House debates
Thursday, 10 October 2024
Bills
National Broadband Network Companies Amendment (Commitment to Public Ownership) Bill 2024; Second Reading
11:15 am
James Stevens (Sturt, Liberal Party, Shadow Assistant Minister for Government Waste Reduction) Share this | Hansard source
I thank the member for Moreton for his eloquent advocacy of the public ownership of assets, and I lament that he won't be serving in the next parliament to support legislation to provide public funds to build nuclear power generation for our national effort to secure the grid and achieve net zero by 2050—another great example of public infrastructure that we will have the opportunity to talk about investing in in the not-too-distant future. I also pick up his criticisms of the privatisation of Telstra. He ran out of time to criticise things like the privatisation of Qantas and the privatisation of the Commonwealth Bank, but no doubt he'll have an opportunity to reflect on the merit of those decisions by a former Labor government in other debates in this chamber before he departs.
We in the coalition are somewhat perplexed by this legislation, the National Broadband Network Companies Amendment (Commitment to Public Ownership) Bill 2024, coming before this House. There are a lot of things we could be spending our time on. There are important bills on the Notice Paper. You would assume they were a priority for a government that introduced that legislation themselves well before this legislation was hurried into the parliament yesterday as part of a mechanism of distraction from a difficult period that the Prime Minister was enduring publicly in the media. I wish we were progressing some very important legislation that we have on the Notice Paper right now. There's national security legislation and economic legislation—important things that the parliament and this House should be doing. Instead we're debating a bill to answer a question that no-one out there is asking. There is no suggestion or proposition whatsoever that the National Broadband Network will be privatised. Indeed, even the government failed to properly explain, articulate or build some kind of political strategy around why they were introducing this legislation in the way that they were.
We've seen all this before. We've seen them run very good scare campaigns. We've seen the 'Mediscare' campaign; that was a good one. They really did trick and deceive the Australian people on that one. They really did frighten unnecessarily and mislead some of the most vulnerable Australians with outright lies. The Labor Party did that in their 2016 campaign. This one's kind of bizarre because it hasn't even been set up to have any political effect whatsoever.
In fact, when I looked for any coverage in the media of the fears there might be out in the community about the privatisation of the NBN or why there was a necessity to amend this legislation, all I could find was commentary on how bizarre and weird the political strategy of the government was in bringing this bill into the parliament, because no-one understands or can make sense of what the point of this would be because, even if it was a political tactic, it's such a poor and pathetic one. It's not like they properly created the fear out there in the community or we've been reading the suggestion in the paper or watching it on the nightly news that NBN is at risk of being privatised.

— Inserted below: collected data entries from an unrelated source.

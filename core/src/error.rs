//! Error types for the profile API client.
//!
//! # Design
//! `ApiError` covers everything that can go wrong once a request is built:
//! a non-2xx status, a transport failure, or a body that does not
//! (de)serialize. Callers of the sync flow treat all of them the same way
//! and only surface a fixed message, so the status is the only detail kept
//! from a failed response.
//!
//! `ValidationError` is raised before anything reaches the network.

use thiserror::Error;

/// Errors returned by the HTTP client layer.
#[derive(Debug, Error)]
pub enum ApiError {
    /// The server answered with a status outside 200-299.
    #[error("HTTP error! status: {status}")]
    RequestFailed { status: u16 },

    /// The request never produced a response.
    #[error("network error: {0}")]
    Network(String),

    /// The response body could not be deserialized into the expected type.
    #[error("deserialization failed: {0}")]
    Deserialization(String),

    /// The request payload could not be serialized to JSON.
    #[error("serialization failed: {0}")]
    Serialization(String),
}

impl ApiError {
    /// HTTP status of a failed response, if the server answered at all.
    pub fn status(&self) -> Option<u16> {
        match self {
            ApiError::RequestFailed { status } => Some(*status),
            _ => None,
        }
    }
}

/// Client-side checks that reject input without issuing a request.
#[derive(Debug, Clone, PartialEq, Eq, Error)]
pub enum ValidationError {
    #[error("File size must be less than 5MB ({size} bytes)")]
    FileTooLarge { size: u64 },

    #[error("Only image files are allowed (got {content_type})")]
    NotAnImage { content_type: String },

    #[error("no file was selected")]
    NoFile,

    #[error("only one file can be uploaded at a time ({count} given)")]
    MultipleFiles { count: usize },

    #[error("an upload is already in progress")]
    UploadInProgress,

    #[error("{0} is required")]
    MissingField(&'static str),
}

/// Errors returned by the upload adapter.
#[derive(Debug, Error)]
pub enum UploadError {
    /// The file was refused locally; nothing was sent.
    #[error(transparent)]
    Rejected(#[from] ValidationError),

    #[error("Failed to upload file")]
    UploadFailed(#[source] ApiError),
}
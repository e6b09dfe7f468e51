//! Create/edit form state.
//!
//! The form is either creating a new profile or editing an existing one.
//! `submission` turns the current values into the request payload for the
//! active mode; it is pure and never touches the store or the network.

use crate::error::ValidationError;
use crate::types::{CreateProfile, UpdateProfile, UserProfile};

#[derive(Debug, Clone, Default, PartialEq, Eq)]
pub enum FormMode {
    #[default]
    Create,
    Editing(String),
}

/// Field values bound to the form inputs.
#[derive(Debug, Clone, PartialEq, Eq)]
pub struct FormValues {
    pub full_name: String,
    pub email: String,
    pub phone_number: Option<String>,
    pub country: Option<String>,
    pub avatar_url: Option<String>,
    pub is_active: bool,
}

impl Default for FormValues {
    fn default() -> Self {
        Self {
            full_name: String::new(),
            email: String::new(),
            phone_number: None,
            country: None,
            avatar_url: None,
            is_active: true,
        }
    }
}

/// Payload ready to dispatch.
#[derive(Debug, Clone, PartialEq, Eq)]
pub enum Submission {
    Create(CreateProfile),
    Update { id: String, changes: UpdateProfile },
}

#[derive(Debug, Clone, Default, PartialEq, Eq)]
pub struct ProfileForm {
    mode: FormMode,
    values: FormValues,
}

impl ProfileForm {
    pub fn new() -> Self {
        Self::default()
    }

    pub fn mode(&self) -> &FormMode {
        &self.mode
    }

    pub fn editing_id(&self) -> Option<&str> {
        match &self.mode {
            FormMode::Editing(id) => Some(id),
            FormMode::Create => None,
        }
    }

    pub fn values(&self) -> &FormValues {
        &self.values
    }

    pub fn values_mut(&mut self) -> &mut FormValues {
        &mut self.values
    }

    /// Switches to editing `profile`, loading its current values.
    pub fn begin_edit(&mut self, profile: &UserProfile) {
        self.mode = FormMode::Editing(profile.id.clone());
        self.values = FormValues {
            full_name: profile.full_name.clone(),
            email: profile.email.clone(),
            phone_number: profile.phone_number.clone(),
            country: profile.country.clone(),
            avatar_url: profile.avatar_url.clone(),
            is_active: profile.is_active,
        };
    }

    pub fn reset(&mut self) {
        self.mode = FormMode::Create;
        self.values = FormValues::default();
    }

    pub fn set_avatar_url(&mut self, url: impl Into<String>) {
        self.values.avatar_url = Some(url.into());
    }

    pub fn remove_avatar(&mut self) {
        self.values.avatar_url = None;
    }

    /// Builds the payload for the current mode. Name and email are required
    /// in both modes; an update sends the whole current snapshot. A removed
    /// avatar is sent as an empty `avatarUrl`, which the server reads as a
    /// clear; leaving the field out would keep the stored image.
    pub fn submission(&self) -> Result<Submission, ValidationError> {
        let values = &self.values;
        if values.full_name.is_empty() {
            return Err(ValidationError::MissingField("fullName"));
        }
        if values.email.is_empty() {
            return Err(ValidationError::MissingField("email"));
        }

        Ok(match &self.mode {
            FormMode::Create => Submission::Create(CreateProfile {
                full_name: values.full_name.clone(),
                email: values.email.clone(),
                phone_number: values.phone_number.clone(),
                country: values.country.clone(),
                avatar_url: values.avatar_url.clone(),
                is_active: Some(values.is_active),
            }),
            FormMode::Editing(id) => Submission::Update {
                id: id.clone(),
                changes: UpdateProfile {
                    full_name: Some(values.full_name.clone()),
                    email: Some(values.email.clone()),
                    phone_number: values.phone_number.clone(),
                    country: values.country.clone(),
                    avatar_url: Some(values.avatar_url.clone().unwrap_or_default()),
                    is_active: Some(values.is_active),
                },
            },
        })
    }
}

No-one has raised anything like that whatsoever in the public debate.
But we know that this is a tricky sitting week for the government. They're dealing with a lot of pressure and a lot of bad press—a lot of articles about their competence and the competence of the Prime Minister. We've had prime ministerial apologies in this chamber for mocking and offending people with a disability. One really does wonder about the interesting timing of this bill coming into this chamber.
For the millions of people watching at home, who might not be aware of this, it is part of the decorum of moving government legislation that the opposition is offered a briefing to properly understand the factual elements of legislation—to be taken through what the government might suggest are the merits of the legislation so that the opposition of the day might consider supporting it. The vast majority of legislation that we debate in this chamber is actually supported in a bipartisan manner, particularly in this House. We often reserve our position for Senate inquiry processes and so on. Our shadow minister received his briefing on this legislation two hours after it was introduced into the chamber. The poor old bureaucrats at the department of communications—the quickest they could move and scramble to be available to brief the opposition was after the minister's very urgent need to introduce the legislation into the chamber.
We also know—and we sometimes enjoy reflecting in a lighthearted way on our colleagues in the other place—that legislation never moves through the Senate to the same pace at which it moves through the House of Representatives. Whether legislation moves through this House in hours, days or weeks is completely irrelevant to how quickly the Senate chooses to deal with it—or not deal with it—when it comes from us to them.
There has been no articulated justification for the timing of this legislation. More importantly, there has been no articulation of the need for this legislation. The Labor government are amending their own legislation, legislation that they put through the parliament 12 or 13 years ago, when the now Prime Minister was in the Rudd cabinet. We have a situation where we have urgent amendments to 15-year-old legislation that was brought to parliament by a cabinet that the current Prime Minister was part of. If this is truly urgent, if it is a dramatic oversight, this is an equally dramatic humiliation of the Prime Minister, and one that is occurring while the Prime Minister is out of the country.
We've seen these things happen before: the Prime Minister is away and the behaviour in the parliament is all about triggering chattering and dissent amongst the ranks. Whether it's on this bizarre, weird attempt at a scare campaign or the other curious things that we've seen in the parliament this morning, the absence of the Prime Minister during a sitting week is an opportunity for those within his own party room who might not genuinely support him to cause trouble. I think there's a bit more trouble to come in this parliament today, but we wait with interest to see that transpire.
We should be addressing serious issues in the time that we have. We don't have a lot of sitting weeks left this year. We've just received the sitting calendar for next year, and we know that an election will reset a lot of that. You can look at that sitting calendar and see that this is a government that's pretty frightened to be in this building and in this parliament. This parliament might not sit again after this year, based on the way in which they have constructed the sitting schedule for next year. My point is that we don't have a lot of time left, and right now the government is saying it wants to spend this Thursday—with possibly only three more weeks to go in the third term of this parliament—talking about legislation to amend its own legislation to address a fictitious nonsense of a proposition that the NBN might need legislative change to protect it from some kind of faux rumour or claim of privatisation.
We in the coalition support the NBN. In our time in government, we were the ones that actually delivered the NBN.